IMPORTANT NOTES: - Congratulations! Your certificate and chain have been saved at /etc/letsencrypt/live/aaa.xxxxxx.net/fullchain.pem. Your cert will expire on 2016-03-17. To obtain a new version of the certificate in the future, simply run Let's Encrypt again. - If you like Let's Encrypt, please consider supporting our work by: Donating to ISRG / Let's Encrypt: https://letsencrypt.org/donate Donating to EFF: https://eff.org/donate-le
簡単すぎてびっくりしてしまいます。
ブラウザで確認
早速ブラウザから確認をしてみると、httpsで通ることが確認できますね。すごいです。しかし鍵マークが不十分になっていることがわかると思います。せっかく SSLになっているのに残念です。
詳細をみると、「このウェブサイトの識別情報が Let’s Encrypt Authority X1 によって確認されました。証明書の透明性に関する情報がサーバーから提供されませんでした。」となっています。
これは証明書がCT技術(Certificate Transparency)に対応していないためです。
調べてみると、Let’s Encryptのapacheプラグインの場合、まだCT機能までが盛り込まれていないようです。
参考:https://community.letsencrypt.org/t/will-you-support-certificate-transparency/222/4
Nginxの場合はnginx-ctを利用して、ソースインストールしたNginxにLet’s Encryptの –nginxプラグインを利用することで、簡単にCT導入もできる模様です。今すぐ、Let’s Encryptの証明書を利用してサイト運営するなら、このパターンでしょう。
今後のリリースに大いに期待です。
SSL証明書は90日間有効
Let’s Encryptの仕組みで、Let’s Encrypt発行のSSL証明書は90日間有効です。90日で期限が切れるので、その前にアップデートしなければいけません。90日と聞くと「短い!」「無料だからか?」と思うかもしれませんがそうではありません。webの世界で90日は新しい考え方ではなく、TLSトランザクションの約29%はこの周期となっています。これは、キーの流出やセキュリティ不具合などでアンセキュアな状態を作り出さないためとしています。
90日という周期なら、なおさらシンプルに自動でアップデートできるようにしておきたいものです。
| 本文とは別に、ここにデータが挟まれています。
#[cfg(test)]
mod tests {
    use super::*;
    use std::sync::Arc;

    use crate::control::{Control, ControlRegistry};
    use crate::executor::ExecutorConfig;
    use crate::mock::{MockDirectory, MockSession, Recorded};
    use crate::request::SearchScope;
    use crate::session::BackendError;

    fn people(n: usize) -> MockDirectory {
        let directory = MockDirectory::new();
        directory.insert(DirectoryEntry::new("ou=people,dc=example,dc=org").with_value("ou", "people"));
        for i in 0..n {
            directory.insert(
                DirectoryEntry::new(format!("uid=user{},ou=people,dc=example,dc=org", i))
                    .with_value("uid", format!("user{}", i).as_str())
                    .with_value("objectClass", "person"),
            );
        }
        directory
    }

    fn executor_with(referral: ReferralBehavior) -> OperationExecutor {
        OperationExecutor::new(
            Arc::new(ControlRegistry::with_defaults()),
            ExecutorConfig {
                referral,
                ..ExecutorConfig::default()
            },
        )
    }

    fn person_search() -> SearchRequest {
        SearchRequest::new("ou=people,dc=example,dc=org", "(objectClass=person)")
            .scope(SearchScope::OneLevel)
    }

    fn dns(entries: &[DirectoryEntry]) -> Vec<String> {
        entries.iter().map(|e| e.dn().to_string()).collect()
    }

    #[tokio::test]
    async fn test_lazy_until_first_has_next() {
        let mut session = MockSession::new(people(2));
        let exec = OperationExecutor::default();
        {
            let mut iter = exec.search(&mut session, person_search(), vec![]);
            assert_eq!(iter.state(), IteratorState::Init);
            assert!(iter.response().is_none());
            iter.close().await;
            iter.close().await;
            assert!(!iter.has_next().await.unwrap());
        }
        assert!(session.calls().is_empty());
    }

    #[tokio::test]
    async fn test_paged_equals_unpaged() {
        let exec = OperationExecutor::default();

        let mut session = MockSession::new(people(7));
        let (unpaged, response) = exec
            .search(&mut session, person_search(), vec![])
            .collect()
            .await
            .unwrap();
        assert_eq!(unpaged.len(), 7);
        assert_eq!(response.code, ResultCode::Success);

        for page_size in [1, 2, 3, 7, 10] {
            let mut session = MockSession::new(people(7));
            let mut iter = exec.paged_search(&mut session, person_search(), page_size, vec![]);
            let mut paged = Vec::new();
            while iter.has_next().await.unwrap() {
                paged.push(iter.next().await.unwrap().unwrap());
            }
            let expected_pages = (7 + page_size as usize - 1) / page_size as usize;
            assert_eq!(iter.pages(), expected_pages.max(1), "page size {}", page_size);
            assert_eq!(iter.response().unwrap().code, ResultCode::Success);
            assert_eq!(dns(&paged), dns(&unpaged), "page size {}", page_size);
        }
    }

    #[tokio::test]
    async fn test_paged_reissue_sends_cookie() {
        let mut session = MockSession::new(people(3));
        let exec = OperationExecutor::default();
        let (entries, _) = exec
            .paged_search(&mut session, person_search(), 2, vec![])
            .collect()
            .await
            .unwrap();
        assert_eq!(entries.len(), 3);
        let cookies: Vec<Option<Vec<u8>>> = session
            .calls()
            .into_iter()
            .filter_map(|c| match c {
                Recorded::Search { cookie, .. } => Some(cookie),
                _ => None,
            })
            .collect();
        assert_eq!(cookies, vec![Some(Vec::new()), Some(b"2".to_vec())]);
    }

    #[tokio::test]
    async fn test_ignorable_code_preserves_partial_results() {
        let directory = people(5);
        directory.end_search_after(2, Ok(RawResult::with_code(ResultCode::SizeLimitExceeded)));
        let mut session = MockSession::new(directory);
        let (entries, response) = OperationExecutor::default()
            .search(&mut session, person_search(), vec![])
            .collect()
            .await
            .unwrap();
        assert_eq!(entries.len(), 2);
        assert_eq!(response.code, ResultCode::SizeLimitExceeded);
    }

    #[tokio::test]
    async fn test_ignorable_backend_error_mid_stream() {
        let directory = people(5);
        directory.end_search_after(
            3,
            Err(BackendError::new(ResultCode::TimeLimitExceeded, "time limit")),
        );
        let mut session = MockSession::new(directory);
        let mut iter = OperationExecutor::default().search(&mut session, person_search(), vec![]);
        let mut count = 0;
        while iter.next().await.unwrap().is_some() {
            count += 1;
        }
        assert_eq!(count, 3);
        assert_eq!(iter.state(), IteratorState::Exhausted);
        assert_eq!(iter.response().unwrap().code, ResultCode::TimeLimitExceeded);
    }

    #[tokio::test]
    async fn test_unrecoverable_fault_fails() {
        let directory = people(5);
        directory.end_search_after(1, Err(BackendError::new(ResultCode::ServerDown, "gone")));
        let mut session = MockSession::new(directory);
        let mut iter = OperationExecutor::default().search(&mut session, person_search(), vec![]);
        assert!(iter.next().await.unwrap().is_some());
        let err = iter.next().await.unwrap_err();
        assert_eq!(err.result_code(), Some(ResultCode::ServerDown));
        assert_eq!(iter.state(), IteratorState::Failed);
        assert!(iter.response().is_none());
        assert!(iter.next().await.unwrap().is_none());
    }

    #[tokio::test]
    async fn test_decode_fault_is_never_ignored() {
        let directory = people(2);
        directory.attach_search_controls(vec![Control::new("1.3.6.1.4.1.99.1", true, None)]);
        let mut session = MockSession::new(directory);
        let exec = OperationExecutor::new(
            Arc::new(ControlRegistry::with_defaults()),
            ExecutorConfig {
                search_ignore_result_codes: vec![ResultCode::DecodingError],
                ..ExecutorConfig::default()
            },
        );
        let mut iter = exec.search(&mut session, person_search(), vec![]);
        assert!(iter.next().await.unwrap().is_some());
        assert!(iter.next().await.unwrap().is_some());
        let err = iter.next().await.unwrap_err();
        assert!(matches!(err, LdapError::Decode(_)));
        assert_eq!(iter.state(), IteratorState::Failed);
        assert!(iter.response().is_none());
    }

    #[tokio::test]
    async fn test_referral_ignore_skips() {
        let directory = people(2);
        directory.add_search_referral("ldap://other.example.org/ou=people,dc=example,dc=org");
        let mut session = MockSession::new(directory);
        let (entries, response) = executor_with(ReferralBehavior::Ignore)
            .search(&mut session, person_search(), vec![])
            .collect()
            .await
            .unwrap();
        assert_eq!(entries.len(), 2);
        assert_eq!(response.code, ResultCode::Success);
    }

    #[tokio::test]
    async fn test_referral_throw() {
        let directory = people(2);
        directory.add_search_referral("ldap://other.example.org/");
        let mut session = MockSession::new(directory);
        let err = executor_with(ReferralBehavior::Throw)
            .search(&mut session, person_search(), vec![])
            .collect()
            .await
            .unwrap_err();
        assert_eq!(err.result_code(), Some(ResultCode::Referral));
        assert!(matches!(err, LdapError::Protocol { .. }));
    }

    #[tokio::test]
    async fn test_referral_follow_is_unsupported() {
        let directory = people(2);
        directory.add_search_referral("ldap://other.example.org/");
        let mut session = MockSession::new(directory);
        let err = executor_with(ReferralBehavior::Follow)
            .search(&mut session, person_search(), vec![])
            .collect()
            .await
            .unwrap_err();
        assert!(matches!(err, LdapError::Configuration(_)));
    }

    #[tokio::test]
    async fn test_no_such_object_fails() {
        let mut session = MockSession::new(people(1));
        let err = OperationExecutor::default()
            .search(
                &mut session,
                SearchRequest::new("ou=missing,dc=example,dc=org", "(objectClass=*)"),
                vec![],
            )
            .collect()
            .await
            .unwrap_err();
        assert_eq!(err.result_code(), Some(ResultCode::NoSuchObject));
    }

    #[tokio::test]
    async fn test_close_leaves_session_usable() {
        let mut session = MockSession::new(people(4));
        let exec = OperationExecutor::default();
        {
            let mut iter = exec.search(&mut session, person_search(), vec![]);
            assert!(iter.next().await.unwrap().is_some());
            iter.close().await;
            assert!(iter.response().is_none());
            assert!(iter.next().await.unwrap().is_none());
        }
        let (entries, _) = exec
            .search(&mut session, person_search(), vec![])
            .collect()
            .await
            .unwrap();
        assert_eq!(entries.len(), 4);
        assert!(!session.calls().contains(&Recorded::Close));
    }

    #[tokio::test]
    async fn test_close_abandons_unfinished_search() {
        let directory = people(4);
        let mut session = MockSession::new(directory.clone());
        let exec = OperationExecutor::default();
        let mut iter = exec.search(&mut session, person_search(), vec![]);
        assert!(iter.next().await.unwrap().is_some());
        iter.close().await;
        iter.close().await;
        assert_eq!(directory.searches_abandoned(), 1);
        assert_eq!(iter.state(), IteratorState::Exhausted);
    }

    #[tokio::test]
    async fn test_close_after_completion_does_not_abandon() {
        let directory = people(2);
        let mut session = MockSession::new(directory.clone());
        let exec = OperationExecutor::default();
        let mut iter = exec.search(&mut session, person_search(), vec![]);
        while iter.next().await.unwrap().is_some() {}
        iter.close().await;
        assert_eq!(directory.searches_abandoned(), 0);
        assert_eq!(iter.response().unwrap().code, ResultCode::Success);
    }

    #[tokio::test]
    async fn test_failed_collect_abandons_stream() {
        let directory = people(3);
        directory.add_search_referral("ldap://other.example.org/");
        let mut session = MockSession::new(directory.clone());
        let err = executor_with(ReferralBehavior::Throw)
            .search(&mut session, person_search(), vec![])
            .collect()
            .await
            .unwrap_err();
        assert_eq!(err.result_code(), Some(ResultCode::Referral));
        assert_eq!(directory.searches_abandoned(), 1);
    }

    #[tokio::test]
    async fn test_binary_attributes_stay_binary() {
        let directory = MockDirectory::new();
        directory.insert(
            DirectoryEntry::new("cn=x,dc=org")
                .with_value("cn", "x")
                .with_value("objectGUID", "text-looking"),
        );
        let mut session = MockSession::new(directory);
        let request = SearchRequest::new("cn=x,dc=org", "(objectClass=*)")
            .scope(SearchScope::Base)
            .binary_attributes(["objectGUID"]);
        let (entries, _) = OperationExecutor::default()
            .search(&mut session, request, vec![])
            .collect()
            .await
            .unwrap();
        assert!(entries[0].attribute("objectguid").unwrap().values()[0].is_binary());
        assert_eq!(entries[0].first_text("cn"), Some("x"));
    }
}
今でもLet’s Encryptにはシンプルにアップデートする仕組みがありますが、今後さらに簡素化されていくのだと思われます。
参考:Why ninety-day lifetimes for certificates? – Let’s Encrypt – Free SSL/TLS Certificates
まとめ
Let’s Encryptは簡単すぎてしまいびっくりしました。ただし、プラグイン開発はまだこれからなので、個人ブログ運営者など非エンジニアの方が導入するにはまだ難しい現状ですね。されどLet’s Encryptの今後がとても楽しみです。オープンで自由でセキュアなSSLの世界が早く実現して欲しいですね。